Tausend Kölnern gegen Rassismus: Protestmarsch mit klarem Signal an die AfD
Kunigunde SegebahnTausend Kölnern gegen Rassismus: Protestmarsch mit klarem Signal an die AfD
Über tausend Menschen zogen am Samstag durch Köln, um gegen Rassismus zu protestieren. Die Demonstration fand anlässlich des Internationalen Tags zur Beseitigung der Rassendiskriminierung statt und wurde vom Bündnis "Köln stellt sich quer" organisiert. Teilnehmerinnen und Teilnehmer trugen Fahnen und Plakate mit Botschaften wie "Herz statt Hass", um sich gegen Diskriminierung und die rechtspopulistische AfD zu positionieren.
Der Protest begann am Sudermannplatz, wo sich die Menge versammelte, bevor sie entlang des Hohenzollernrings in Richtung Rudolfplatz zog. Die Polizei hatte zunächst mit bis zu 10.000 Teilnehmenden gerechnet, doch erste Schätzungen ergaben eine tatsächliche Beteiligung von etwas über 1.000 Menschen. Trotz der geringeren Zahlen blieb die Stimmung entschlossen und lebendig.
Am Rudolfplatz schloss sich an den Marsch eine Kundgebung an, bei der der satirische Künstler Jacques Tilly mit einem Motivwagen vertreten war. Bekannt für seine Protestkunst gegen die AfD, bereicherte Tillys Beitrag die Demonstration um ein markantes visuelles Element.
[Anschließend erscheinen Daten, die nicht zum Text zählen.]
//! Command rows: the persisted mailbox between front end and worker.

use chrono::{DateTime, Utc};
use serde::{Deserialize, Serialize};

use crate::checks::BackendKind;

/// Lifecycle state of a command row.
///
/// Transitions only ever move forward: `Pending -> Processing ->
/// {Completed | Failed}`. The queue enforces this by refusing terminal
/// writes against rows that are not `Processing`.
#[derive(Debug, Clone, Copy, PartialEq, Eq, Serialize, Deserialize)]
#[serde(rename_all = "snake_case")]
pub enum CommandStatus {
    Pending,
    Processing,
    Completed,
    Failed,
}

impl CommandStatus {
    pub fn as_str(&self) -> &'static str {
        match self {
            Self::Pending => "pending",
            Self::Processing => "processing",
            Self::Completed => "completed",
            Self::Failed => "failed",
        }
    }

    pub fn parse(s: &str) -> Option<Self> {
        match s {
            "pending" => Some(Self::Pending),
            "processing" => Some(Self::Processing),
            "completed" => Some(Self::Completed),
            "failed" => Some(Self::Failed),
            _ => None,
        }
    }

    /// Completed and Failed rows never change again.
    pub fn is_terminal(&self) -> bool {
        matches!(self, Self::Completed | Self::Failed)
    }
}

impl std::fmt::Display for CommandStatus {
    fn fmt(&self, f: &mut std::fmt::Formatter<'_>) -> std::fmt::Result {
        write!(f, "{}", self.as_str())
    }
}

/// The command vocabulary the worker understands.
///
/// The dispatcher's routing table is the single source of truth for this
/// set; a tag it cannot parse becomes an explicit `Failed` outcome rather
/// than a silently dropped row.
#[derive(Debug, Clone, Copy, PartialEq, Eq, Serialize, Deserialize)]
#[serde(rename_all = "snake_case")]
pub enum CommandType {
    ExecuteCheck,
    ExecuteClusterChecks,
    ValidateBackendAvailability,
    GetServiceStatus,
    ReloadConfiguration,
    ConnectTarget,
    TestTargetConnection,
    TestTargetConnectionWithCredentials,
    AddTarget,
    EditTarget,
    DeleteTarget,
}

impl CommandType {
    pub fn as_str(&self) -> &'static str {
        match self {
            Self::ExecuteCheck => "execute_check",
            Self::ExecuteClusterChecks => "execute_cluster_checks",
            Self::ValidateBackendAvailability => "validate_backend_availability",
            Self::GetServiceStatus => "get_service_status",
            Self::ReloadConfiguration => "reload_configuration",
            Self::ConnectTarget => "connect_target",
            Self::TestTargetConnection => "test_target_connection",
            Self::TestTargetConnectionWithCredentials => "test_target_connection_with_credentials",
            Self::AddTarget => "add_target",
            Self::EditTarget => "edit_target",
            Self::DeleteTarget => "delete_target",
        }
    }

    pub fn parse(s: &str) -> Option<Self> {
        match s {
            "execute_check" => Some(Self::ExecuteCheck),
            "execute_cluster_checks" => Some(Self::ExecuteClusterChecks),
            "validate_backend_availability" => Some(Self::ValidateBackendAvailability),
            "get_service_status" => Some(Self::GetServiceStatus),
            "reload_configuration" => Some(Self::ReloadConfiguration),
            "connect_target" => Some(Self::ConnectTarget),
            "test_target_connection" => Some(Self::TestTargetConnection),
            "test_target_connection_with_credentials" => {
                Some(Self::TestTargetConnectionWithCredentials)
            }
            "add_target" => Some(Self::AddTarget),
            "edit_target" => Some(Self::EditTarget),
            "delete_target" => Some(Self::DeleteTarget),
            _ => None,
        }
    }
}

impl std::fmt::Display for CommandType {
    fn fmt(&self, f: &mut std::fmt::Formatter<'_>) -> std::fmt::Result {
        write!(f, "{}", self.as_str())
    }
}

/// One persisted command.
///
/// `command_type` is kept as the raw string tag so rows written by newer or
/// older clients still round-trip; the dispatcher parses it at claim time.
#[derive(Debug, Clone, PartialEq, Serialize, Deserialize)]
pub struct Command {
    pub id: String,
    pub command_type: String,
    pub parameters: serde_json::Value,
    pub status: CommandStatus,
    pub created_at: DateTime<Utc>,
    pub processed_at: Option<DateTime<Utc>>,
    pub result: Option<serde_json::Value>,
    pub error_message: Option<String>,
}

/// Parameters for `execute_check`.
#[derive(Debug, Clone, Serialize, Deserialize)]
pub struct ExecuteCheckParams {
    pub host_id: String,
    pub check_definition_id: String,
}

/// Parameters for `execute_cluster_checks`.
#[derive(Debug, Clone, Serialize, Deserialize)]
pub struct ExecuteClusterChecksParams {
    pub cluster_id: String,
}

/// Parameters for `validate_backend_availability`.
#[derive(Debug, Clone, Serialize, Deserialize)]
pub struct ValidateBackendParams {
    pub backend_kind: BackendKind,
}

/// Parameters for `connect_target` and `test_target_connection`.
#[derive(Debug, Clone, Serialize, Deserialize)]
pub struct TargetRefParams {
    pub target_id: String,
}

/// Parameters for `test_target_connection_with_credentials`.
///
/// Nothing here is persisted; the worker connects once and throws the
/// session away.
#[derive(Debug, Clone, Serialize, Deserialize)]
pub struct TestCredentialsParams {
    pub url: String,
    pub username: String,
    pub credential_ref: String,
    #[serde(default)]
    pub backend_kind: Option<BackendKind>,
}

/// Parameters for `add_target`.
#[derive(Debug, Clone, Serialize, Deserialize)]
pub struct AddTargetParams {
    pub name: String,
    pub url: String,
    pub username: String,
    pub credential_ref: String,
    #[serde(default)]
    pub backend_kind: Option<BackendKind>,
}

/// Parameters for `edit_target`. Absent fields are left untouched.
#[derive(Debug, Clone, Serialize, Deserialize)]
pub struct EditTargetParams {
    pub target_id: String,
    #[serde(default)]
    pub name: Option<String>,
    #[serde(default)]
    pub url: Option<String>,
    #[serde(default)]
    pub username: Option<String>,
    #[serde(default)]
    pub credential_ref: Option<String>,
}

/// Parameters for `delete_target`.
#[derive(Debug, Clone, Serialize, Deserialize)]
pub struct DeleteTargetParams {
    pub target_id: String,
}

#[cfg(test)]
mod tests {
    use super::*;

    #[test]
    fn test_command_type_round_trip() {
        for ct in [
            CommandType::ExecuteCheck,
            CommandType::ExecuteClusterChecks,
            CommandType::ValidateBackendAvailability,
            CommandType::GetServiceStatus,
            CommandType::ReloadConfiguration,
            CommandType::ConnectTarget,
            CommandType::TestTargetConnection,
            CommandType::TestTargetConnectionWithCredentials,
            CommandType::AddTarget,
            CommandType::EditTarget,
            CommandType::DeleteTarget,
        ] {
            assert_eq!(CommandType::parse(ct.as_str()), Some(ct));
        }
    }

    #[test]
    fn test_command_type_rejects_unknown() {
        assert_eq!(CommandType::parse("no_such_command"), None);
        assert_eq!(CommandType::parse("ExecuteCheck"), None);
        assert_eq!(CommandType::parse(""), None);
    }

    #[test]
    fn test_status_terminal() {
        assert!(!CommandStatus::Pending.is_terminal());
        assert!(!CommandStatus::Processing.is_terminal());
        assert!(CommandStatus::Completed.is_terminal());
        assert!(CommandStatus::Failed.is_terminal());
    }

    #[test]
    fn test_status_round_trip() {
        for st in [
            CommandStatus::Pending,
            CommandStatus::Processing,
            CommandStatus::Completed,
            CommandStatus::Failed,
        ] {
            assert_eq!(CommandStatus::parse(st.as_str()), Some(st));
        }
        assert_eq!(CommandStatus::parse("running"), None);
    }

    #[test]
    fn test_params_serialization() {
        let params = ExecuteCheckParams {
            host_id: "host-7".to_string(),
            check_definition_id: "check-3".to_string(),
        };
        let json = serde_json::to_value(&params).unwrap();
        assert_eq!(json["host_id"], "host-7");

        let back: ExecuteCheckParams = serde_json::from_value(json).unwrap();
        assert_eq!(back.check_definition_id, "check-3");
    }
}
Die Veranstaltung war eine von mehreren Initiativen in Köln, die am internationalen Aktionstag zu mehr Engagement gegen Rassismus aufriefen.
In den vergangenen fünf Jahren zogen Anti-Rassismus-Proteste in Köln – wie etwa "Köln Pride" oder Veranstaltungen im Rahmen der "Rhöndorfer Erklärung" – zwischen 5.000 und 15.000 Menschen an. 2023 erreichte die Teilnehmerzahl mit über 10.000 einen Höhepunkt. Zwar liegen diese Zahlen unter denen in Berlin (bis zu 50.000) oder Hamburg (bis zu 20.000), doch zeigen sie im Vergleich zu kleineren Städten wie Dresden, wo die Beteiligung oft unter 5.000 bleibt, ein starkes lokales Engagement.
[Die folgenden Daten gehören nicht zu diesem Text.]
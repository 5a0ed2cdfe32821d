//! Concurrency tests: many threads hammering one generator

use std::collections::HashMap;
use std::sync::Arc;

use seqgen_core::prelude::{ManualClock, SequenceConfig, SequenceGenerator, Timestamp};
use seqgen_tests::*;

fn worker_count() -> usize {
    num_cpus::get().clamp(4, 16)
}

#[test]
fn test_unique_across_threads_system_clock() {
    // Ceiling above the total so the counter alone keeps identifiers apart
    let generator = Arc::new(
        SequenceGenerator::from_config(SequenceConfig::with_max_per_msec(1_000_000)).unwrap(),
    );
    let threads = worker_count();
    let per_thread = 5_000;

    let ids = generate_concurrently(Arc::clone(&generator), threads, per_thread).unwrap();

    assert_eq!(ids.len(), threads * per_thread);
    assert_eq!(distinct(&ids), threads * per_thread);
    assert_eq!(generator.counter(), (threads * per_thread) as u64);
}

#[test]
fn test_unique_with_default_configuration() {
    // Default ceiling of 1000, system clock, thread-local RNG. A duplicate
    // needs two calls in the same millisecond on the same counter value
    // (only possible after a wraparound inside that millisecond) that also
    // draw the same suffix. For k calls sharing such a slot the odds are
    // C(k, 2) / 900_000, and k stays at 1 until one millisecond sees more
    // than 1001 calls.
    let generator = Arc::new(SequenceGenerator::with_defaults());
    let threads = 8;
    let per_thread = 50_000;

    let ids = generate_concurrently(Arc::clone(&generator), threads, per_thread).unwrap();

    let mut slots: HashMap<(&str, u64), usize> = HashMap::new();
    for id in &ids {
        let parts = generator.decompose(id.as_str()).unwrap();
        assert!(parts.counter <= 1000);
        *slots.entry((parts.timestamp, parts.counter)).or_default() += 1;
    }
    let shared_pairs: usize = slots.values().map(|&k| k * (k - 1) / 2).sum();
    println!(
        "{} ids, {} slots, {} pairs sharing a slot (expected duplicates {:.4})",
        ids.len(),
        slots.len(),
        shared_pairs,
        shared_pairs as f64 / 900_000.0
    );

    assert_eq!(ids.len(), threads * per_thread);
    assert_eq!(distinct(&ids), threads * per_thread);
}

#[test]
fn test_unique_across_threads_frozen_clock() {
    // Every call lands in the same millisecond
    let generator = Arc::new(frozen_generator(100_000));
    let ids = generate_concurrently(Arc::clone(&generator), 8, 10_000).unwrap();

    assert_eq!(distinct(&ids), 80_000);
}

#[test]
fn test_every_counter_value_handed_out_evenly() {
    // 10 counter values, 10_000 calls: each value must appear exactly 1_000 times
    let generator = Arc::new(frozen_generator(9));
    let ids = generate_concurrently(Arc::clone(&generator), 8, 1_250).unwrap();

    let mut histogram: HashMap<u64, usize> = HashMap::new();
    for id in &ids {
        let parts = generator.decompose(id.as_str()).unwrap();
        assert!(parts.counter <= 9);
        *histogram.entry(parts.counter).or_default() += 1;
    }

    assert_eq!(histogram.len(), 10);
    assert!(histogram.values().all(|&n| n == 1_000), "{histogram:?}");
    assert_eq!(generator.counter(), 10);
}

#[test]
fn test_counter_increases_within_each_thread() {
    let generator = Arc::new(frozen_generator(1_000_000));
    let threads = worker_count();
    let per_thread = 2_000;

    let handles: Vec<_> = (0..threads)
        .map(|_| {
            let generator = Arc::clone(&generator);
            std::thread::spawn(move || {
                (0..per_thread)
                    .map(|_| {
                        let id = generator.generate_sequence_no().unwrap();
                        generator.decompose(id.as_str()).unwrap().counter
                    })
                    .collect::<Vec<_>>()
            })
        })
        .collect();

    let mut all = Vec::new();
    for handle in handles {
        let counters = handle.join().unwrap();
        assert!(counters.windows(2).all(|w| w[0] < w[1]));
        all.extend(counters);
    }

    // Together the threads consumed exactly 0..total
    all.sort_unstable();
    let expected: Vec<u64> = (0..(threads * per_thread) as u64).collect();
    assert_eq!(all, expected);
}

#[test]
fn test_failures_under_contention_do_not_leak_counter_values() {
    // Every third draw fails; successful calls still get a gapless counter run
    let fail_on: Vec<usize> = (0..6_000).filter(|n| n % 3 == 0).collect();
    let generator = Arc::new(
        SequenceGenerator::new(
            SequenceConfig::with_max_per_msec(1_000_000),
            ManualClock::new(Timestamp::from_millis(FROZEN_MILLIS)),
            FailingSuffix::new(fail_on),
        )
        .unwrap(),
    );

    let handles: Vec<_> = (0..4)
        .map(|_| {
            let generator = Arc::clone(&generator);
            std::thread::spawn(move || {
                (0..1_500)
                    .filter_map(|_| generator.generate_sequence_no().ok())
                    .map(|id| generator.decompose(id.as_str()).unwrap().counter)
                    .collect::<Vec<_>>()
            })
        })
        .collect();

    let mut counters: Vec<u64> = handles
        .into_iter()
        .flat_map(|h| h.join().unwrap())
        .collect();
    counters.sort_unstable();

    assert_eq!(counters.len(), 4_000);
    assert_eq!(counters, (0..4_000).collect::<Vec<u64>>());
    assert_eq!(generator.counter(), 4_000);
}
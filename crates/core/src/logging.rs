//! Unified logging integration
//!
//! The generator only emits `tracing` events. Host binaries call
//! [`init_logging`] once to route them somewhere: ftlog when the `ftlog`
//! feature is on (through tracing's `log` bridge), a `tracing-subscriber`
//! formatter otherwise.

use std::sync::atomic::{AtomicBool, Ordering};
use std::sync::Once;
use tracing::Level;
#[cfg(not(feature = "ftlog"))]
use tracing_subscriber::{EnvFilter, FmtSubscriber};

static INIT: Once = Once::new();
static INSTALLED: AtomicBool = AtomicBool::new(false);

/// Log levels accepted by [`init_logging_with`]
#[derive(Debug, Clone, Copy, PartialEq, Eq)]
pub enum LogLevel {
    Trace,
    Debug,
    Info,
    Warn,
    Error,
}

impl From<LogLevel> for Level {
    fn from(level: LogLevel) -> Self {
        match level {
            LogLevel::Trace => Level::TRACE,
            LogLevel::Debug => Level::DEBUG,
            LogLevel::Info => Level::INFO,
            LogLevel::Warn => Level::WARN,
            LogLevel::Error => Level::ERROR,
        }
    }
}

impl LogLevel {
    fn as_filter(self) -> &'static str {
        match self {
            LogLevel::Trace => "trace",
            LogLevel::Debug => "debug",
            LogLevel::Info => "info",
            LogLevel::Warn => "warn",
            LogLevel::Error => "error",
        }
    }
}

/// Whether [`init_logging`] installed a backend in this process
pub fn logging_installed() -> bool {
    INSTALLED.load(Ordering::SeqCst)
}

/// Initialize logging at `info` unless `RUST_LOG` says otherwise
pub fn init_logging() {
    init_logging_with(LogLevel::Info);
}

/// Initialize logging with a default level; later calls are no-ops
pub fn init_logging_with(level: LogLevel) {
    INIT.call_once(|| {
        #[cfg(feature = "ftlog")]
        {
            init_ftlog(level);
        }

        #[cfg(not(feature = "ftlog"))]
        {
            init_tracing(level);
        }
    });
}

#[cfg(feature = "ftlog")]
fn init_ftlog(level: LogLevel) {
    let filter = match level {
        LogLevel::Trace => ftlog::LevelFilter::Trace,
        LogLevel::Debug => ftlog::LevelFilter::Debug,
        LogLevel::Info => ftlog::LevelFilter::Info,
        LogLevel::Warn => ftlog::LevelFilter::Warn,
        LogLevel::Error => ftlog::LevelFilter::Error,
    };

    match ftlog::builder()
        .max_log_level(filter)
        .bounded(100_000, false)
        .utc()
        .try_init()
    {
        Ok(guard) => {
            // Logger lives for the whole process
            std::mem::forget(guard);
            INSTALLED.store(true, Ordering::SeqCst);
            tracing::info!("📝 Initialized ftlog logging ({})", level.as_filter());
        }
        Err(e) => eprintln!("Failed to initialize ftlog: {e}"),
    }
}

#[cfg(not(feature = "ftlog"))]
fn init_tracing(level: LogLevel) {
    let subscriber = FmtSubscriber::builder()
        .with_max_level(Level::from(LogLevel::Trace))
        .with_env_filter(
            EnvFilter::try_from_default_env().unwrap_or_else(|_| EnvFilter::new(level.as_filter())),
        )
        .with_target(false)
        .with_thread_ids(true)
        .with_file(true)
        .with_line_number(true)
        .finish();

    // Another subscriber may already be installed by the host or a test harness
    if tracing::subscriber::set_global_default(subscriber).is_ok() {
        INSTALLED.store(true, Ordering::SeqCst);
        tracing::info!("📝 Initialized tracing logging ({})", level.as_filter());
    }
}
Die Demonstration endete mit einer klaren Botschaft gegen Rassismus und rechtsextreme Politik. Auch wenn weniger Menschen kamen als erwartet, unterstrich die Veranstaltung Kölns anhaltende Teilhabe an der Anti-Diskriminierungsbewegung. Organisatorinnen, Organisatoren und Teilnehmende nutzten den Tag, um ihren Einsatz für Gleichberechtigung und Inklusion zu bekräftigen.